Jonathan Franzen spent 50 minutes discussing the work of Austrian satirist Karl Kraus and slamming social media and modern technology, particularly Amazon, at his Portland Arts & Lectures appearance Thursday night. The author of "Freedom" and "The Corrections" seemed a little apprehensive and defensive about the content of his lecture, but he needn't have worried. Unlike just about everyone else so far in this PAL season, Franzen gave his audience something to think about. You might not agree with all of Franzen's arguments, and he sometimes came across as out-of-touch and a scold, but there's no doubting his intelligence and talent.

Before moving on to the substance of what Franzen had to say, let's discuss what Portland Arts & Lectures is and isn't. Franzen came onstage at the Arlene Schnitzer Concert Hall and said he was supposed to talk for 50 minutes and not read from current work, the standard instructions for a PAL appearance. He was ready. Others haven't been as prepared. Ira Glass (a special event that wasn't part of the series) brought an iPad onstage and did an entertaining version of "This American Life's Greatest Hits." Jeffrey Toobin provided a gossipy, informative overview of Supreme Court politics that didn't go beyond what's in his book but couldn't have been more topical. Barbara Kingsolver, the most requested author in series history, was interviewed onstage and seemed more interested in making sure everyone liked her than saying anything substantive, an approach that had the opposite effect.

Franzen cared about what his audience thought, and said so. He was more worried about whether they might have been expecting something different -- a reading from "Freedom," for instance -- and would be turned off when they realized he really was going to talk at length about Kraus (1874-1936), a big deal in his time and place but little-known in the U.S., then or now. Franzen's next book will be about Kraus and will be, he said, about 80 percent footnotes. Kraus is notoriously hard to translate and Franzen read short passages from two of his essays and riffed on them in some detail.

Kraus was the publisher and for many years the sole author of a newspaper, The Torch, that often consisted of jeremiads against other writers, other papers, and whatever causes or ideas were fashionable at the time. As you probably know, one of Franzen's bete noires is our "passive acceptance of new technology," and it wasn't long before he was off Kraus and onto how insufferable Apple's "Mac vs. PC" ad campaigns were, and how by looking up facts on an iPhone we are in danger of "hand(ing) over memory to a global corporate system of control."

After a particularly articulate rant against the "monotonism of the techno-titans," Franzen paused and looked up.

"They asked for a lecture. What can I say? I'd rather be reading fiction," said Franzen, who was called "the Mitt Romney of American letters" last year for his tendency as a public speaker to come across unsympathetically.

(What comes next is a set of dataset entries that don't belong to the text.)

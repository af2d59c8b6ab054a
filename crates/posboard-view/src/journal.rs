//! Journal trait: the position source collaborator.
//!
//! A journal is an independent producer of position snapshots for one
//! strategy or instrument stream. The engine consumes it through a narrow
//! interface: a name (registration identity), a pull of its current open
//! positions, and an optional push subscription.

use std::pin::Pin;
use std::sync::atomic::{AtomicBool, AtomicU64, Ordering};
use std::sync::Arc;

use posboard_core::PositionSnapshot;

use crate::error::JournalError;
use crate::ingress::EventSender;

/// Boxed future for dyn-compatible async trait methods.
pub type BoxFuture<'a, T> = Pin<Box<dyn std::future::Future<Output = T> + Send + 'a>>;

/// An independent producer of position snapshots.
///
/// Registration identity is the name: two journals with equal names are
/// the same journal to the registry, regardless of reference identity.
pub trait Journal: Send + Sync {
    /// Journal name, unique across registered journals.
    fn name(&self) -> &str;

    /// Pull the journal's current open-position set.
    ///
    /// May legitimately be empty. Errors are isolated per journal: a
    /// failed pull contributes nothing to the pass that issued it.
    fn open_positions(&self) -> BoxFuture<'_, Result<Vec<PositionSnapshot>, JournalError>>;

    /// Hand the journal a sender for push notifications.
    ///
    /// Called once on registration. Poll-only journals can ignore it.
    fn subscribe(&self, _events: EventSender) {}
}

/// Arc wrapper for Journal trait objects.
pub type DynJournal = Arc<dyn Journal>;

/// Mock journal for testing.
///
/// Serves a configurable position list, can be armed to fail pulls, and
/// exposes the subscription sender so tests can emit events on its behalf.
#[derive(Default)]
pub struct MockJournal {
    name: String,
    positions: parking_lot::Mutex<Vec<PositionSnapshot>>,
    failing: AtomicBool,
    pull_count: AtomicU64,
    events: parking_lot::Mutex<Option<EventSender>>,
}

impl MockJournal {
    /// Create a new mock journal with the given name.
    pub fn new(name: impl Into<String>) -> Self {
        Self {
            name: name.into(),
            ..Self::default()
        }
    }

    /// Replace the position list served by `open_positions`.
    pub fn set_positions(&self, positions: Vec<PositionSnapshot>) {
        *self.positions.lock() = positions;
    }

    /// Arm or disarm pull failures.
    pub fn set_failing(&self, failing: bool) {
        self.failing.store(failing, Ordering::SeqCst);
    }

    /// Number of pulls issued against this journal.
    pub fn pull_count(&self) -> u64 {
        self.pull_count.load(Ordering::SeqCst)
    }

    /// Whether the journal has been subscribed.
    pub fn is_subscribed(&self) -> bool {
        self.events.lock().is_some()
    }

    /// Push a change notification, as the real journal would on a fill.
    ///
    /// No-op when the journal was never subscribed.
    pub fn emit(&self, snapshot: PositionSnapshot) {
        if let Some(events) = self.events.lock().as_ref() {
            events.position_changed(snapshot);
        }
    }
}

impl Journal for MockJournal {
    fn name(&self) -> &str {
        &self.name
    }

    fn open_positions(&self) -> BoxFuture<'_, Result<Vec<PositionSnapshot>, JournalError>> {
        Box::pin(async move {
            self.pull_count.fetch_add(1, Ordering::SeqCst);
            if self.failing.load(Ordering::SeqCst) {
                return Err(JournalError::Pull("mock journal armed to fail".into()));
            }
            Ok(self.positions.lock().clone())
        })
    }

    fn subscribe(&self, events: EventSender) {
        *self.events.lock() = Some(events);
    }
}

Then he laughed self-consciously ("la la la la la") and explained how he got so intrigued with Kraus and became "an extremely angry person" when he was 22. Franzen was in Berlin, studying through the Fulbright Student Program, and took a seminar on Kraus's play "The Last Days of Mankind." He loved the courage and compulsive honesty in everything Kraus did and admired his attacks on newspapers, the dominant media of the era. When he returned to the U.S., Franzen attempted to translate two Kraus essays, a project he said he had to put aside but hoped to finish one day after he wrote a novel that made him famous and a millionaire.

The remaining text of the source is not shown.